The move will be welcomed by the Swiss National Bank, which has deployed negative rates and spent hundreds of billions of francs on foreign exchange interventions to curb its appeal and fight off deflation. The SNB joins the ranks of central banks worldwide that are being tested by rising bond yields that threaten to tighten financial conditions.

“After a few years of being very difficult to trade, the path for a weaker franc looks pretty clear,” said Jordan Rochester, a strategist at Nomura International Plc.

Rochester sees the franc weakening to 1.13 per euro by year-end. “The move in the cross is worth looking at and does remind me of the burst we had in 2017/18 that set its momentum higher,” he added.

BNY Mellon statistics showed strong selling of the Swiss franc in recent months, while Swiss investors appear to be buying foreign assets. The SNB’s intervention activity has tapered off, data suggest.

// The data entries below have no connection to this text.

use rust_decimal::Decimal;
use serde::{Deserialize, Serialize};

use crate::core::money;
use crate::modules::installments::models::{Installment, InstallmentStatus};

/// Derived grouping of installments sharing one `(sale_number,
/// client_document)` identity
///
/// Never persisted; always recomputed on demand from current installment
/// state so it cannot go stale.
#[derive(Debug, Clone, Serialize, Deserialize)]
pub struct SaleGroup {
    pub sale_number: String,
    pub client_document: String,
    /// Installments in original fetch order
    pub installments: Vec<Installment>,
}

impl SaleGroup {
    pub fn total_value(&self) -> Decimal {
        self.installments.iter().map(|i| i.original_amount).sum()
    }

    pub fn total_received(&self) -> Decimal {
        self.installments.iter().map(|i| i.received_amount).sum()
    }

    /// Outstanding balance for the whole sale, clamped at zero
    pub fn pending_value(&self) -> Decimal {
        money::remaining(self.total_value(), self.total_received())
    }
}

/// Sale-level status
#[derive(Debug, Clone, Copy, PartialEq, Eq, Serialize, Deserialize)]
#[serde(rename_all = "snake_case")]
pub enum SaleStatus {
    Pending,
    PartiallyPaid,
    FullyPaid,
}

impl SaleStatus {
    pub fn as_str(&self) -> &'static str {
        match self {
            Self::Pending => "pending",
            Self::PartiallyPaid => "partially_paid",
            Self::FullyPaid => "fully_paid",
        }
    }
}

impl std::fmt::Display for SaleStatus {
    fn fmt(&self, f: &mut std::fmt::Formatter<'_>) -> std::fmt::Result {
        write!(f, "{}", self.as_str())
    }
}

impl TryFrom<String> for SaleStatus {
    type Error = String;

    fn try_from(value: String) -> std::result::Result<Self, Self::Error> {
        match value.as_str() {
            "pending" => Ok(Self::Pending),
            "partially_paid" => Ok(Self::PartiallyPaid),
            "fully_paid" => Ok(Self::FullyPaid),
            _ => Err(format!("Invalid sale status: {}", value)),
        }
    }
}

/// Snapshot of one sale's totals with a per-installment breakdown
#[derive(Debug, Clone, PartialEq, Serialize, Deserialize)]
pub struct SaleBalance {
    pub sale_number: String,
    pub client_document: String,
    pub total_value: Decimal,
    pub total_paid: Decimal,
    pub remaining_balance: Decimal,
    pub status: SaleStatus,
    pub installment_breakdown: Vec<InstallmentBalance>,
}

/// Per-installment entry of a [`SaleBalance`]
#[derive(Debug, Clone, PartialEq, Serialize, Deserialize)]
pub struct InstallmentBalance {
    pub installment_id: String,
    pub original_amount: Decimal,
    pub paid_amount: Decimal,
    pub remaining: Decimal,
    pub status: InstallmentStatus,
}
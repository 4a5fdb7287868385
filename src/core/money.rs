use rust_decimal::Decimal;

/// Decimal scale for all currency amounts (2 decimal places)
pub const SCALE: u32 = 2;

/// Currency rounding tolerance used for every "is this paid off" comparison.
///
/// Balances within 0.01 of zero are considered settled.
pub fn epsilon() -> Decimal {
    Decimal::new(1, SCALE)
}

/// Rounds an amount to the currency scale
pub fn round(amount: Decimal) -> Decimal {
    amount.round_dp(SCALE)
}

/// Outstanding balance, clamped at zero
pub fn remaining(original: Decimal, received: Decimal) -> Decimal {
    (original - received).max(Decimal::ZERO)
}

/// Whether a balance is settled within the currency tolerance
pub fn is_settled(original: Decimal, received: Decimal) -> bool {
    original - received <= epsilon()
}

/// Validates that an amount is non-negative and within the currency scale
pub fn validate_amount(amount: Decimal) -> Result<(), String> {
    if amount.scale() > SCALE {
        return Err(format!(
            "amounts must have at most {} decimal places, got {}",
            SCALE,
            amount.scale()
        ));
    }

    if amount < Decimal::ZERO {
        return Err("amount cannot be negative".to_string());
    }

    Ok(())
}
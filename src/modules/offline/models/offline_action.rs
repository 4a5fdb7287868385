use std::collections::HashMap;

use chrono::{NaiveDate, NaiveDateTime};
use rust_decimal::Decimal;
use serde::{Deserialize, Serialize};
use uuid::Uuid;

use crate::modules::distribution::models::DistributionMode;
use crate::modules::payments::models::{DistributionDetail, PaymentInput};

/// One queued mutating action awaiting connectivity
///
/// Created when a distribution is confirmed while disconnected; retry
/// bookkeeping is mutated on failed replay; removed on success or once the
/// retry budget is exhausted.
#[derive(Debug, Clone, Serialize, Deserialize)]
pub struct OfflineAction {
    pub id: String,
    pub timestamp: NaiveDateTime,
    #[serde(flatten)]
    pub payload: ActionPayload,
    pub retry_count: u32,
    pub max_retries: u32,
    pub last_error: Option<String>,
}

/// Typed action payload
///
/// A tagged union so replay logic pattern-matches exhaustively instead of
/// shape-checking at runtime.
#[derive(Debug, Clone, Serialize, Deserialize)]
#[serde(tag = "type", content = "data", rename_all = "SCREAMING_SNAKE_CASE")]
pub enum ActionPayload {
    DistributePayment(DistributePayment),
}

/// Replay data for a payment distribution confirmed offline
///
/// Carries the same inputs the online path takes; replay recomputes against
/// installment state fresh at sync time, so the entry-time distribution
/// rides along as audit data only.
#[derive(Debug, Clone, Serialize, Deserialize)]
pub struct DistributePayment {
    pub client_document: String,
    pub amount: Decimal,
    pub mode: DistributionMode,
    pub manual_overrides: Option<HashMap<String, Decimal>>,
    pub payment_date: NaiveDate,
    pub payment_method: String,
    pub notes: Option<String>,
    pub collector_id: String,
    pub allow_overpayment: bool,
    /// Distribution computed when the collector confirmed, before queueing
    pub entry_distribution: Vec<DistributionDetail>,
}

impl DistributePayment {
    /// Build the replay input for the online pipeline
    ///
    /// Replay is non-interactive: the collector already confirmed the
    /// distribution at entry time, so the mismatch gate is pre-confirmed
    /// here. Balances may have shifted while offline and the recomputed
    /// total is allowed to differ from the entered amount.
    pub fn to_payment_input(&self) -> PaymentInput {
        PaymentInput {
            client_document: self.client_document.clone(),
            amount: self.amount,
            mode: self.mode,
            manual_overrides: self.manual_overrides.clone(),
            payment_date: self.payment_date,
            payment_method: self.payment_method.clone(),
            notes: self.notes.clone(),
            collector_id: self.collector_id.clone(),
            allow_overpayment: self.allow_overpayment,
            confirm_mismatch: true,
        }
    }
}

impl OfflineAction {
    pub fn new(payload: ActionPayload, max_retries: u32) -> Self {
        Self {
            id: Uuid::new_v4().to_string(),
            timestamp: chrono::Utc::now().naive_utc(),
            payload,
            retry_count: 0,
            max_retries,
            last_error: None,
        }
    }

    /// Record one failed replay attempt
    pub fn register_failure(&mut self, error: String) {
        self.retry_count += 1;
        self.last_error = Some(error);
    }

    /// Whether the retry budget is spent and the action must be abandoned
    pub fn retries_exhausted(&self) -> bool {
        self.retry_count > self.max_retries
    }
}
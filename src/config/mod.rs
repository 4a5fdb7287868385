use crate::core::{AppError, Result};
use serde::Deserialize;
use std::env;

pub mod database;
pub mod sync;

pub use database::DatabaseConfig;
pub use sync::SyncConfig;

/// Main application configuration
#[derive(Debug, Clone, Deserialize)]
pub struct Config {
    pub app: AppConfig,
    pub database: DatabaseConfig,
    pub sync: SyncConfig,
}

#[derive(Debug, Clone, Deserialize)]
pub struct AppConfig {
    pub env: String,
    pub log_level: String,
}

impl Config {
    /// Load configuration from environment variables
    pub fn from_env() -> Result<Self> {
        // Load .env file if present
        dotenvy::dotenv().ok();

        Ok(Config {
            app: AppConfig {
                env: env::var("APP_ENV").unwrap_or_else(|_| "development".to_string()),
                log_level: env::var("LOG_LEVEL").unwrap_or_else(|_| "info".to_string()),
            },
            database: DatabaseConfig::from_env()?,
            sync: SyncConfig::from_env()?,
        })
    }

    /// Validate configuration
    pub fn validate(&self) -> Result<()> {
        if self.database.max_connections == 0 {
            return Err(AppError::Configuration(
                "Database max connections must be greater than 0".to_string(),
            ));
        }

        if self.sync.retry_base_delay_ms == 0 {
            return Err(AppError::Configuration(
                "Retry base delay must be greater than 0".to_string(),
            ));
        }

        if self.sync.retry_max_delay_ms < self.sync.retry_base_delay_ms {
            return Err(AppError::Configuration(
                "Retry max delay must not be below the base delay".to_string(),
            ));
        }

        if self.sync.queue_path.as_os_str().is_empty() {
            return Err(AppError::Configuration(
                "Offline queue path must not be empty".to_string(),
            ));
        }

        Ok(())
    }
}
use rust_decimal::Decimal;
use tracing::{debug, warn};

use crate::core::{AppError, Result};
use crate::modules::distribution::models::DistributionPreview;
use crate::modules::installments::models::{Installment, InstallmentUpdate, SaleGroup};
use crate::modules::payments::models::{DistributionDetail, PaymentInput, PaymentRecord};

/// Result of expanding a per-sale distribution to installment granularity
#[derive(Debug, Clone)]
pub struct ReconciliationResult {
    pub payment_record: PaymentRecord,
    /// Updates in apply order; the persistence gateway must walk them in
    /// this order
    pub installment_updates: Vec<InstallmentUpdate>,
    /// Payment value no installment could absorb
    pub unapplied_remainder: Decimal,
}

/// Turns a computed per-sale distribution into concrete installment
/// mutations plus the audit record
///
/// Computation only: nothing here touches external state. Each sale's
/// allocation is fanned across its installments smallest-remaining-first,
/// mirroring the sale-level greedy policy at installment granularity. An
/// installment never receives more than its outstanding balance unless the
/// caller explicitly allowed overpayment, in which case the excess lands on
/// the sale's last installment.
pub struct ReconciliationApplier;

impl ReconciliationApplier {
    pub fn apply(
        sales: &[SaleGroup],
        preview: &DistributionPreview,
        input: &PaymentInput,
    ) -> Result<ReconciliationResult> {
        let mut updates: Vec<InstallmentUpdate> = Vec::new();
        let mut details: Vec<DistributionDetail> = Vec::new();
        let mut unapplied_remainder = preview.unapplied_remainder;

        for item in &preview.items {
            if item.applied_amount <= Decimal::ZERO {
                continue;
            }

            let sale = sales
                .iter()
                .find(|s| {
                    s.sale_number == item.sale_number
                        && s.client_document == item.client_document
                })
                .ok_or_else(|| {
                    AppError::internal(format!(
                        "Distribution references sale {} absent from the sale set",
                        item.sale_number
                    ))
                })?;

            let leftover =
                Self::apply_to_sale(sale, item.applied_amount, &mut updates, &mut details);

            if leftover > Decimal::ZERO {
                if input.allow_overpayment {
                    Self::overpay_last_installment(sale, leftover, &mut updates, &mut details);
                } else {
                    warn!(
                        sale_number = %item.sale_number,
                        %leftover,
                        "Sale allocation exceeds installment capacity, excess left unapplied"
                    );
                    unapplied_remainder += leftover;
                }
            }
        }

        let distributed: Decimal = details.iter().map(|d| d.applied_amount).sum();
        debug!(
            installments_touched = updates.len(),
            %distributed,
            %unapplied_remainder,
            "Reconciliation computed"
        );

        // Single-sale distributions keep the sale number on the record;
        // cross-sale ones are client-level.
        let mut touched_sales: Vec<&str> = preview
            .items
            .iter()
            .filter(|i| i.applied_amount > Decimal::ZERO)
            .map(|i| i.sale_number.as_str())
            .collect();
        touched_sales.dedup();
        let sale_number = match touched_sales.as_slice() {
            [single] => Some((*single).to_string()),
            _ => None,
        };

        let payment_record = PaymentRecord::new(
            sale_number,
            input.client_document.clone(),
            input.amount,
            input.payment_date,
            input.payment_method.clone(),
            input.notes.clone(),
            input.collector_id.clone(),
            details,
        );

        Ok(ReconciliationResult {
            payment_record,
            installment_updates: updates,
            unapplied_remainder,
        })
    }

    /// Fan one sale's allocation across its installments, smallest
    /// remaining balance first, capping each installment at its outstanding
    /// balance. Returns whatever the sale could not absorb.
    fn apply_to_sale(
        sale: &SaleGroup,
        sale_amount: Decimal,
        updates: &mut Vec<InstallmentUpdate>,
        details: &mut Vec<DistributionDetail>,
    ) -> Decimal {
        let mut ordered: Vec<&Installment> = sale.installments.iter().collect();
        ordered.sort_by_key(|i| i.remaining_balance());

        let mut remaining = sale_amount;

        for installment in ordered {
            if remaining <= Decimal::ZERO {
                break;
            }

            let capacity = installment.remaining_balance();
            if capacity <= Decimal::ZERO {
                continue;
            }

            let applied = remaining.min(capacity);
            let new_received = installment.received_amount + applied;
            let new_status = Installment::derive_status(installment.original_amount, new_received);

            updates.push(InstallmentUpdate {
                installment_id: installment.id.clone(),
                applied_amount: applied,
                new_received,
                new_status,
            });
            details.push(DistributionDetail {
                installment_id: installment.id.clone(),
                original_amount: installment.original_amount,
                applied_amount: applied,
                installment_status: new_status,
            });

            remaining -= applied;
        }

        remaining
    }

    /// Route explicitly-allowed excess onto the sale's last installment in
    /// schedule order, past its face value
    fn overpay_last_installment(
        sale: &SaleGroup,
        excess: Decimal,
        updates: &mut Vec<InstallmentUpdate>,
        details: &mut Vec<DistributionDetail>,
    ) {
        let Some(last) = sale.installments.last() else {
            return;
        };

        warn!(
            sale_number = %sale.sale_number,
            installment_id = %last.id,
            %excess,
            "Applying confirmed overpayment past installment face value"
        );

        if let Some(update) = updates
            .iter_mut()
            .find(|u| u.installment_id == last.id)
        {
            update.applied_amount += excess;
            update.new_received += excess;
            update.new_status = Installment::derive_status(last.original_amount, update.new_received);

            if let Some(detail) = details
                .iter_mut()
                .find(|d| d.installment_id == last.id)
            {
                detail.applied_amount += excess;
                detail.installment_status = update.new_status;
            }
        } else {
            let new_received = last.received_amount + excess;
            let new_status = Installment::derive_status(last.original_amount, new_received);
            updates.push(InstallmentUpdate {
                installment_id: last.id.clone(),
                applied_amount: excess,
                new_received,
                new_status,
            });
            details.push(DistributionDetail {
                installment_id: last.id.clone(),
                original_amount: last.original_amount,
                applied_amount: excess,
                installment_status: new_status,
            });
        }
    }
}
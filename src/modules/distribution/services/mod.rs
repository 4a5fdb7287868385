pub mod distribution_engine;
pub mod reconciliation_applier;

pub use distribution_engine::DistributionEngine;
pub use reconciliation_applier::{ReconciliationApplier, ReconciliationResult};
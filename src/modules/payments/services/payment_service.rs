use std::collections::HashMap;
use std::sync::Arc;

use rust_decimal::Decimal;
use tracing::{info, warn};

use crate::core::{AppError, Result};
use crate::modules::distribution::models::{DistributionMode, DistributionPreview};
use crate::modules::distribution::services::{DistributionEngine, ReconciliationApplier};
use crate::modules::installments::models::InstallmentUpdate;
use crate::modules::installments::repositories::InstallmentRepository;
use crate::modules::installments::services::BalanceCalculator;
use crate::modules::payments::models::{
    FailedUpdate, PaymentInput, PaymentRecord, PersistenceReport,
};
use crate::modules::payments::repositories::PaymentRecordRepository;

/// Outcome of recording one payment
///
/// The record and updates are the computed values regardless of what the
/// gateway accepted; the report says what actually landed.
#[derive(Debug, Clone)]
pub struct PaymentOutcome {
    pub record: PaymentRecord,
    pub updates: Vec<InstallmentUpdate>,
    pub unapplied_remainder: Decimal,
    pub report: PersistenceReport,
}

/// Online payment pipeline: fetch fresh state, compute the distribution,
/// expand it to installment updates, and persist
pub struct PaymentService {
    installments: Arc<dyn InstallmentRepository>,
    payments: Arc<dyn PaymentRecordRepository>,
}

impl PaymentService {
    pub fn new(
        installments: Arc<dyn InstallmentRepository>,
        payments: Arc<dyn PaymentRecordRepository>,
    ) -> Self {
        Self {
            installments,
            payments,
        }
    }

    /// Compute a distribution preview against current installment state,
    /// without persisting anything
    ///
    /// Called again from scratch whenever the amount or mode changes, so
    /// the preview always reflects the latest balances.
    pub async fn preview_payment(
        &self,
        client_document: &str,
        amount: Decimal,
        mode: DistributionMode,
        manual_overrides: Option<&HashMap<String, Decimal>>,
    ) -> Result<DistributionPreview> {
        if amount <= Decimal::ZERO {
            return Err(AppError::validation("Payment amount must be positive"));
        }

        let installments = self.installments.fetch_by_client(client_document).await?;
        if installments.is_empty() {
            return Err(AppError::validation(format!(
                "Client {} has no installments to distribute against",
                client_document
            )));
        }

        let sales = BalanceCalculator::group_sales(&installments);
        DistributionEngine::compute(&sales, amount, mode, manual_overrides)
    }

    /// Record one payment: compute the distribution against fresh state and
    /// persist the resulting updates and audit record
    ///
    /// Updates are applied in computed order with per-item outcome capture
    /// and no automatic rollback; the audit record is inserted only when at
    /// least one installment update landed.
    pub async fn record_payment(&self, input: &PaymentInput) -> Result<PaymentOutcome> {
        if input.amount <= Decimal::ZERO {
            return Err(AppError::validation("Payment amount must be positive"));
        }

        let installments = self
            .installments
            .fetch_by_client(&input.client_document)
            .await?;
        if installments.is_empty() {
            return Err(AppError::validation(format!(
                "Client {} has no installments to distribute against",
                input.client_document
            )));
        }

        let sales = BalanceCalculator::group_sales(&installments);
        let preview = DistributionEngine::compute(
            &sales,
            input.amount,
            input.mode,
            input.manual_overrides.as_ref(),
        )?;

        if preview.requires_confirmation() && !input.confirm_mismatch {
            return Err(AppError::DistributionMismatch {
                amount: preview.amount,
                total_distributed: preview.total_distributed,
            });
        }

        let result = ReconciliationApplier::apply(&sales, &preview, input)?;

        info!(
            client_document = %input.client_document,
            amount = %input.amount,
            mode = %input.mode,
            installments_touched = result.installment_updates.len(),
            "Applying payment distribution"
        );

        let mut report = PersistenceReport::default();

        for update in &result.installment_updates {
            match self
                .installments
                .apply_update(update, input.payment_date)
                .await
            {
                Ok(()) => report.applied.push(update.installment_id.clone()),
                Err(err) => {
                    warn!(
                        installment_id = %update.installment_id,
                        error = %err,
                        "Installment update failed, continuing with remaining updates"
                    );
                    report.failed.push(FailedUpdate {
                        installment_id: update.installment_id.clone(),
                        error: err.to_string(),
                    });
                }
            }
        }

        let all_updates_failed =
            !result.installment_updates.is_empty() && report.applied.is_empty();
        if all_updates_failed {
            // No audit record without at least one persisted update.
            report.record_persisted = false;
            report.record_error = Some("skipped: no installment update persisted".to_string());
        } else {
            match self.payments.insert(&result.payment_record).await {
                Ok(()) => report.record_persisted = true,
                Err(err) => {
                    warn!(
                        payment_id = %result.payment_record.id,
                        error = %err,
                        "Payment record insert failed"
                    );
                    report.record_persisted = false;
                    report.record_error = Some(err.to_string());
                }
            }
        }

        if result.unapplied_remainder > Decimal::ZERO {
            warn!(
                client_document = %input.client_document,
                unapplied = %result.unapplied_remainder,
                "Part of the payment could not be applied to any installment"
            );
        }

        Ok(PaymentOutcome {
            record: result.payment_record,
            updates: result.installment_updates,
            unapplied_remainder: result.unapplied_remainder,
            report,
        })
    }

    /// Payment history for a client, most recent first
    pub async fn payment_history(&self, client_document: &str) -> Result<Vec<PaymentRecord>> {
        self.payments.find_by_client(client_document).await
    }
}
//! In-memory `Table` used by tests.

use std::collections::{BTreeMap, HashMap};
use std::sync::atomic::{AtomicBool, Ordering};
use std::sync::Mutex;

use async_trait::async_trait;

use super::{key_attr, Item, StoreError, Table, PARTITION_KEY_ATTR, SORT_KEY_ATTR};

type Partition = BTreeMap<String, Item>;

#[derive(Default)]
pub struct MemoryTable {
    tables: Mutex<HashMap<String, BTreeMap<String, Partition>>>,
    fail_writes: AtomicBool,
}

impl MemoryTable {
    pub fn new() -> Self {
        Self::default()
    }

    /// Makes every subsequent write fail with a backend error.
    pub fn fail_writes(&self, fail: bool) {
        self.fail_writes.store(fail, Ordering::SeqCst);
    }

    /// Number of items stored across every partition of `table`.
    pub fn len(&self, table: &str) -> usize {
        self.tables
            .lock()
            .unwrap()
            .get(table)
            .map(|partitions| partitions.values().map(BTreeMap::len).sum())
            .unwrap_or(0)
    }

    fn check_writable(&self, operation: &'static str) -> Result<(), StoreError> {
        if self.fail_writes.load(Ordering::SeqCst) {
            return Err(StoreError::Backend {
                operation,
                message: "ProvisionedThroughputExceededException".to_string(),
            });
        }
        Ok(())
    }
}

fn split(key: &Item) -> Result<(String, String), StoreError> {
    match (
        key_attr(key, PARTITION_KEY_ATTR),
        key_attr(key, SORT_KEY_ATTR),
    ) {
        (Some(pk), Some(sk)) => Ok((pk.to_string(), sk.to_string())),
        _ => Err(StoreError::InvalidKey(
            "item has no string PK/SK".to_string(),
        )),
    }
}

#[async_trait]
impl Table for MemoryTable {
    async fn get_item(&self, table: &str, key: Item) -> Result<Option<Item>, StoreError> {
        let (pk, sk) = split(&key)?;
        let tables = self.tables.lock().unwrap();
        Ok(tables
            .get(table)
            .and_then(|partitions| partitions.get(&pk))
            .and_then(|partition| partition.get(&sk))
            .cloned())
    }

    async fn put_item(&self, table: &str, item: Item) -> Result<(), StoreError> {
        self.check_writable("save")?;
        let (pk, sk) = split(&item)?;
        let mut tables = self.tables.lock().unwrap();
        tables
            .entry(table.to_string())
            .or_default()
            .entry(pk)
            .or_default()
            .insert(sk, item);
        Ok(())
    }

    async fn update_item(
        &self,
        table: &str,
        key: Item,
        attributes: Item,
    ) -> Result<Item, StoreError> {
        self.check_writable("update")?;
        let (pk, sk) = split(&key)?;
        let mut tables = self.tables.lock().unwrap();
        let stored = tables
            .entry(table.to_string())
            .or_default()
            .entry(pk)
            .or_default()
            .entry(sk)
            .or_insert(key);
        stored.extend(attributes);
        Ok(stored.clone())
    }

    async fn query_partition(
        &self,
        table: &str,
        partition_key: &str,
    ) -> Result<Vec<Item>, StoreError> {
        let tables = self.tables.lock().unwrap();
        Ok(tables
            .get(table)
            .and_then(|partitions| partitions.get(partition_key))
            .map(|partition| partition.values().cloned().collect())
            .unwrap_or_default())
    }

    async fn scan(&self, table: &str) -> Result<Vec<Item>, StoreError> {
        let tables = self.tables.lock().unwrap();
        Ok(tables
            .get(table)
            .map(|partitions| {
                partitions
                    .values()
                    .flat_map(|partition| partition.values().cloned())
                    .collect()
            })
            .unwrap_or_default())
    }

    async fn delete_item(&self, table: &str, key: Item) -> Result<Option<Item>, StoreError> {
        self.check_writable("delete")?;
        let (pk, sk) = split(&key)?;
        let mut tables = self.tables.lock().unwrap();
        Ok(tables
            .get_mut(table)
            .and_then(|partitions| partitions.get_mut(&pk))
            .and_then(|partition| partition.remove(&sk)))
    }
}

Hedge funds joined real money in selling the currency this week, mainly versus the euro and the yen, according to two traders in Europe who asked not to be identified because they aren’t authorized to speak publicly. The franc’s weakness appears to have coincided with the start of equity trading in Europe and the U.S.

Switzerland got labeled a currency manipulator by the U.S. late last year. SNB officials have rejected the moniker and said they’ll continue with their negative rates and interventions, if needed.

“The franc does not have much safe haven attractiveness, with SNB keeping an aggressive policy mix including currency intervention whenever needed,” said Manuel Oliveri, FX strategist at Credit Agricole CIB, which sees the euro-franc pair extending gains to 1.15. “From that angle one should not expect crosses such as EUR/CHF to face big downside risks, even if risk sentiment were to deteriorate.”